Copy out each line of the data that includes the string "Serialization".

Extracted data entries
= Beginning of Section =

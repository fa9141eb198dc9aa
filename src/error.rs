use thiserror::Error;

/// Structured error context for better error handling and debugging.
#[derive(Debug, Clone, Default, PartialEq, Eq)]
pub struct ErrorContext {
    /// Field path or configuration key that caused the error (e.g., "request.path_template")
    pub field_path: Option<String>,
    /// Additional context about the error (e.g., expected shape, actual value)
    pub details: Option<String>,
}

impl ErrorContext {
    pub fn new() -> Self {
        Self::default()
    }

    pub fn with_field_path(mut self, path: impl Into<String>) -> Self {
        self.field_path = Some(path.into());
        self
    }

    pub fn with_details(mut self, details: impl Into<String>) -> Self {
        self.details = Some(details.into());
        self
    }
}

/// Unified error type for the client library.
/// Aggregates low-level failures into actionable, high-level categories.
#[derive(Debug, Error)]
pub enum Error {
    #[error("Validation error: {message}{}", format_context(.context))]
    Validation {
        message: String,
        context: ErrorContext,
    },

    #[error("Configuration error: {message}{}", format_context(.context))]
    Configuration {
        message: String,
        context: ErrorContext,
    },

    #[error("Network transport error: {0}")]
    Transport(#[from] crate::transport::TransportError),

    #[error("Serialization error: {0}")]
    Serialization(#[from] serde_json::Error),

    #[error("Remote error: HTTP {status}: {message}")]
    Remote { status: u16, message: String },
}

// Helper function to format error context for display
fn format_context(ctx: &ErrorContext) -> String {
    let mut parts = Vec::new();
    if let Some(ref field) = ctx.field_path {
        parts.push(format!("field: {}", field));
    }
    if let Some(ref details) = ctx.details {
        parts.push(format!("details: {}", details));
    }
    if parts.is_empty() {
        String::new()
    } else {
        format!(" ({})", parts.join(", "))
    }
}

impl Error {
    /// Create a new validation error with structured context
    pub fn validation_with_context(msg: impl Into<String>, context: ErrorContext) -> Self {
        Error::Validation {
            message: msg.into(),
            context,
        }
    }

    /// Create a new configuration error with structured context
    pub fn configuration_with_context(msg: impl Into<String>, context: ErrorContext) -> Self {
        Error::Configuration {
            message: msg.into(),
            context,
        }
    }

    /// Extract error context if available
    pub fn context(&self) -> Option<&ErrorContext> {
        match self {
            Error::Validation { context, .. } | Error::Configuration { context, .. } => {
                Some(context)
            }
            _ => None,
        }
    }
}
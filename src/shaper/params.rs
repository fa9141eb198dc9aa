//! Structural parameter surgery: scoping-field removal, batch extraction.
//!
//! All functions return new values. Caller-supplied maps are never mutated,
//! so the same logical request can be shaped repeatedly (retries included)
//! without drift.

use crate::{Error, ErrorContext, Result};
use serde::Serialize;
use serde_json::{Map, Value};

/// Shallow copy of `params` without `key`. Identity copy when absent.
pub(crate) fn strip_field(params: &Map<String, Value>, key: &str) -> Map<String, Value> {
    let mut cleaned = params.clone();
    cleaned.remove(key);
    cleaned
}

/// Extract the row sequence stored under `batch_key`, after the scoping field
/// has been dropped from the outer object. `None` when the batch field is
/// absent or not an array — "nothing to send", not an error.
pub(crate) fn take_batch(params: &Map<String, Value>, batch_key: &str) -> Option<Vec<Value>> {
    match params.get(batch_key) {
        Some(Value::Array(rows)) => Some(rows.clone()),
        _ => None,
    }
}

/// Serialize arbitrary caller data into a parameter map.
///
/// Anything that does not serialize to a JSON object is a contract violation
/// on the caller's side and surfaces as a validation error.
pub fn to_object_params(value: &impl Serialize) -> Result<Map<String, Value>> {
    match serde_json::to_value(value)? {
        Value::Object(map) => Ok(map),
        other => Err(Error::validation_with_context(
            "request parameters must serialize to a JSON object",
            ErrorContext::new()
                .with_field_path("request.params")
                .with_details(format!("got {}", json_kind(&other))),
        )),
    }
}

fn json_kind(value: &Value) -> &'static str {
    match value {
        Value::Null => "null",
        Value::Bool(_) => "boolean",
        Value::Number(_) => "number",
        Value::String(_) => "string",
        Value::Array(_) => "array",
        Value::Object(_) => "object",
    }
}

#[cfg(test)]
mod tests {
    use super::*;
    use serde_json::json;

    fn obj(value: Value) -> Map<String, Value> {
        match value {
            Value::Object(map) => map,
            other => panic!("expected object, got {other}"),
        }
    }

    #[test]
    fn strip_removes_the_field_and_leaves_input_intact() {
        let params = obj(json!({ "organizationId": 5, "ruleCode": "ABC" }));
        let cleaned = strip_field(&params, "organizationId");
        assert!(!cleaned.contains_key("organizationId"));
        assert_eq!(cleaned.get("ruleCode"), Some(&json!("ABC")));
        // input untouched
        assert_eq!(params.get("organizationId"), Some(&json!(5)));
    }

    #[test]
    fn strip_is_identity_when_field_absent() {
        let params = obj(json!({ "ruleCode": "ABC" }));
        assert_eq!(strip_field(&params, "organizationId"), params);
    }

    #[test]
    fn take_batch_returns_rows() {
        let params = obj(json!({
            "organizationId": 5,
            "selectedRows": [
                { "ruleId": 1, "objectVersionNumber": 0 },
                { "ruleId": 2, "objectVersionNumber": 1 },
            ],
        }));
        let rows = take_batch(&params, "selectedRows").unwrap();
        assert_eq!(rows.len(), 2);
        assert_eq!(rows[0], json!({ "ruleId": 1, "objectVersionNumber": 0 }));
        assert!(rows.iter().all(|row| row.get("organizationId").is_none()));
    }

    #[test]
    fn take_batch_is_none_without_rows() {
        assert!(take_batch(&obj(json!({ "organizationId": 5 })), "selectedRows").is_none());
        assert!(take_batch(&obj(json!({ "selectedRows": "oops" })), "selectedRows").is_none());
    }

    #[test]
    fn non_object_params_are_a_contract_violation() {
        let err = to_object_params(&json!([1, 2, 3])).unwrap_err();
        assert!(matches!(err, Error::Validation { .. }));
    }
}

= End of Section =
= Beginning of Section =

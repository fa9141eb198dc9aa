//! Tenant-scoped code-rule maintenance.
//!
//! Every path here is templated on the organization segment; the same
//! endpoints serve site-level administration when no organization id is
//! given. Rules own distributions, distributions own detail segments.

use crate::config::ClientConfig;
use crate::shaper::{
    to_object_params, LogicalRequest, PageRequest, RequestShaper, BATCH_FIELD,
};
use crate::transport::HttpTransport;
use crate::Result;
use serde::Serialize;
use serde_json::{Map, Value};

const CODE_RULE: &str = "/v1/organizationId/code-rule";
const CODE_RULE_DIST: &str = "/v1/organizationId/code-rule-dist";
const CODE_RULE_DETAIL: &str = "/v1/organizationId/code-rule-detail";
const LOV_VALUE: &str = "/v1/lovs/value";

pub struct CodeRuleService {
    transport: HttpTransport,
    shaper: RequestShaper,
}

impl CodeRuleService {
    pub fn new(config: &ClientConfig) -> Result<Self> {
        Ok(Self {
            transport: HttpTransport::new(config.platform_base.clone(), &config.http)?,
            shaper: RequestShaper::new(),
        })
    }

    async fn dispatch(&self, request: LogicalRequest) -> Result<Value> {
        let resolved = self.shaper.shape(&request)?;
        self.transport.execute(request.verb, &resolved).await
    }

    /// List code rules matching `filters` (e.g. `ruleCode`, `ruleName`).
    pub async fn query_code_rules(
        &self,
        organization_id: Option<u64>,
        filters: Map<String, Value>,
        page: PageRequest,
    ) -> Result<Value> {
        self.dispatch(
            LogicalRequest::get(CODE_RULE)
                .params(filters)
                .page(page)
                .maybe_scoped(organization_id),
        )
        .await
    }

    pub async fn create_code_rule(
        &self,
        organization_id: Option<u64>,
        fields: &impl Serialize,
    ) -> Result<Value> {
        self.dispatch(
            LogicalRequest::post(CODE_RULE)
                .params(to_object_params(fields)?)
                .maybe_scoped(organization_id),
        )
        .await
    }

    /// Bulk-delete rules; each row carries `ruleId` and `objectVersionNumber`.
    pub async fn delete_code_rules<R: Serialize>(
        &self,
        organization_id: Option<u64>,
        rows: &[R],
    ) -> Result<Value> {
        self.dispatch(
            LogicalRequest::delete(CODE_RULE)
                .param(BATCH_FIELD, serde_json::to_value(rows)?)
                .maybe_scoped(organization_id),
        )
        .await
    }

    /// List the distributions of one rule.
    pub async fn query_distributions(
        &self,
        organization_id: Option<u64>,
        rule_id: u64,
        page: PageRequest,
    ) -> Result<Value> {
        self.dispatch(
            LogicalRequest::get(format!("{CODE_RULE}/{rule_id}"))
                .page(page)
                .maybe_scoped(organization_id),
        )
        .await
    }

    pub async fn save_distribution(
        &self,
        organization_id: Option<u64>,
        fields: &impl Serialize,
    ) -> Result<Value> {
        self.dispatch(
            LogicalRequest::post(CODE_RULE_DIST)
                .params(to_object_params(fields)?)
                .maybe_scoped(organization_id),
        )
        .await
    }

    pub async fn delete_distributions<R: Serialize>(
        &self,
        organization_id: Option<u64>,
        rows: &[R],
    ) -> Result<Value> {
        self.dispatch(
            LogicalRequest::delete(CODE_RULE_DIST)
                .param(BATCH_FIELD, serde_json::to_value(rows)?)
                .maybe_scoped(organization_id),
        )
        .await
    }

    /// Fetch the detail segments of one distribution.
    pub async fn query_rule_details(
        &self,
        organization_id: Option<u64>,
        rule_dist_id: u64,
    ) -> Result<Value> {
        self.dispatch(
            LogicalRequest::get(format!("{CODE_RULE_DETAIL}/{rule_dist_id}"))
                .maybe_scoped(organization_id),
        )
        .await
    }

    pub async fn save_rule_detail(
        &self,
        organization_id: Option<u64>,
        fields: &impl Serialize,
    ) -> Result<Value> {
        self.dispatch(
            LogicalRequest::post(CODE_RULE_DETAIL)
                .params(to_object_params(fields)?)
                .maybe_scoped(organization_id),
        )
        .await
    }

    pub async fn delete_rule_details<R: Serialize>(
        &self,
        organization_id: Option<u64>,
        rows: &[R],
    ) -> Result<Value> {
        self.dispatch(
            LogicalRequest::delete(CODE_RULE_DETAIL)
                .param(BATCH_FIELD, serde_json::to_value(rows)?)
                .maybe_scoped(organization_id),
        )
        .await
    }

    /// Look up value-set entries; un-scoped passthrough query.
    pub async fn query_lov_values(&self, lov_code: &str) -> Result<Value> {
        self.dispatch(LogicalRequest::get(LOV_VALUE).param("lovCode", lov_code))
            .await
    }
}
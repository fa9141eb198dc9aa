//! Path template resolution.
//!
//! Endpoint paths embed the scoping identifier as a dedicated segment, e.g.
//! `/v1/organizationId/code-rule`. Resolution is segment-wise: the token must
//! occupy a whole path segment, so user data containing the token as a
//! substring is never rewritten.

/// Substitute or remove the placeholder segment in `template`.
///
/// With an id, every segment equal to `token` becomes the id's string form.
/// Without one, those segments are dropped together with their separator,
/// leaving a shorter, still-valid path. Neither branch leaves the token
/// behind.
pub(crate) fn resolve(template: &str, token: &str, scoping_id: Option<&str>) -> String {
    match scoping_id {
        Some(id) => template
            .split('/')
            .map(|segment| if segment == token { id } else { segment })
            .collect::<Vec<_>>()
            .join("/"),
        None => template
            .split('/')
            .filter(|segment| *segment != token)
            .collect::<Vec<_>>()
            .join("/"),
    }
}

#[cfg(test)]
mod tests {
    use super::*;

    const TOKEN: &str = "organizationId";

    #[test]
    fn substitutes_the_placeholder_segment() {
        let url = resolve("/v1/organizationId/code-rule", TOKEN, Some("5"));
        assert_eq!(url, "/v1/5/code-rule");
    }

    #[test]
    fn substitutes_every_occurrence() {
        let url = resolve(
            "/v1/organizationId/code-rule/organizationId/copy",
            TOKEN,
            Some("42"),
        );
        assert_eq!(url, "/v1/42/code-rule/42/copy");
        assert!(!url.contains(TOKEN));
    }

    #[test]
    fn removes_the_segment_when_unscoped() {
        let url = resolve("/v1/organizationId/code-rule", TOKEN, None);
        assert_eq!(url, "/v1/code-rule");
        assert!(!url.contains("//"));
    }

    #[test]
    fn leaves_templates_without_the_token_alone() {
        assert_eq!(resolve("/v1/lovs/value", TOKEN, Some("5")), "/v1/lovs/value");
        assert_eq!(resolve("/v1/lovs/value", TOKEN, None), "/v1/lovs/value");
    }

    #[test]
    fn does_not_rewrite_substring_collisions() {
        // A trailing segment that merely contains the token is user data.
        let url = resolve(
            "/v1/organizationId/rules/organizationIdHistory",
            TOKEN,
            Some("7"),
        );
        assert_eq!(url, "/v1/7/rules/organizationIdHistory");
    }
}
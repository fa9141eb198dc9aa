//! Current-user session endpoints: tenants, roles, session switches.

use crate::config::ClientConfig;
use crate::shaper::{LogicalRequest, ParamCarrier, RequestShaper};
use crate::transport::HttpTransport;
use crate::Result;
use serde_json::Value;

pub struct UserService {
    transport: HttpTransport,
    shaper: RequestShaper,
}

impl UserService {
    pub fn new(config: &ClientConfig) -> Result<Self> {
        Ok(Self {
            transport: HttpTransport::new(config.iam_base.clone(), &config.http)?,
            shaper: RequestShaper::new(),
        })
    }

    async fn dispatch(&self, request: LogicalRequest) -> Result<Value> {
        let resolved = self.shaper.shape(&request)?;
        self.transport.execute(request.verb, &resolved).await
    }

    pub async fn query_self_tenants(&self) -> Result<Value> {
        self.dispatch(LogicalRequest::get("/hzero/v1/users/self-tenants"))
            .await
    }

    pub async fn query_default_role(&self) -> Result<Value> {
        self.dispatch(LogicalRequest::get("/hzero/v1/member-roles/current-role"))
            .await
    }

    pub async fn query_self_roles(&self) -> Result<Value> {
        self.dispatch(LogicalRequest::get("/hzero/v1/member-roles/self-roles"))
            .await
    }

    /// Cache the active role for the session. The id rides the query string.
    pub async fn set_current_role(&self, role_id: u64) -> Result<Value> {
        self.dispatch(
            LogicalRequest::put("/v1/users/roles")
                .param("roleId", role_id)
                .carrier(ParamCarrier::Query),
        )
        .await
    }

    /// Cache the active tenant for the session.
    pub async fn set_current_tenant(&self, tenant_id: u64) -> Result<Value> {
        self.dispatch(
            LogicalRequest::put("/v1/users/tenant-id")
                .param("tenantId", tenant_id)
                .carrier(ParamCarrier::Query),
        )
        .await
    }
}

= End of Section =

Output -
    #[error("Serialization error: {0}")]
    Serialization(#[from] serde_json::Error),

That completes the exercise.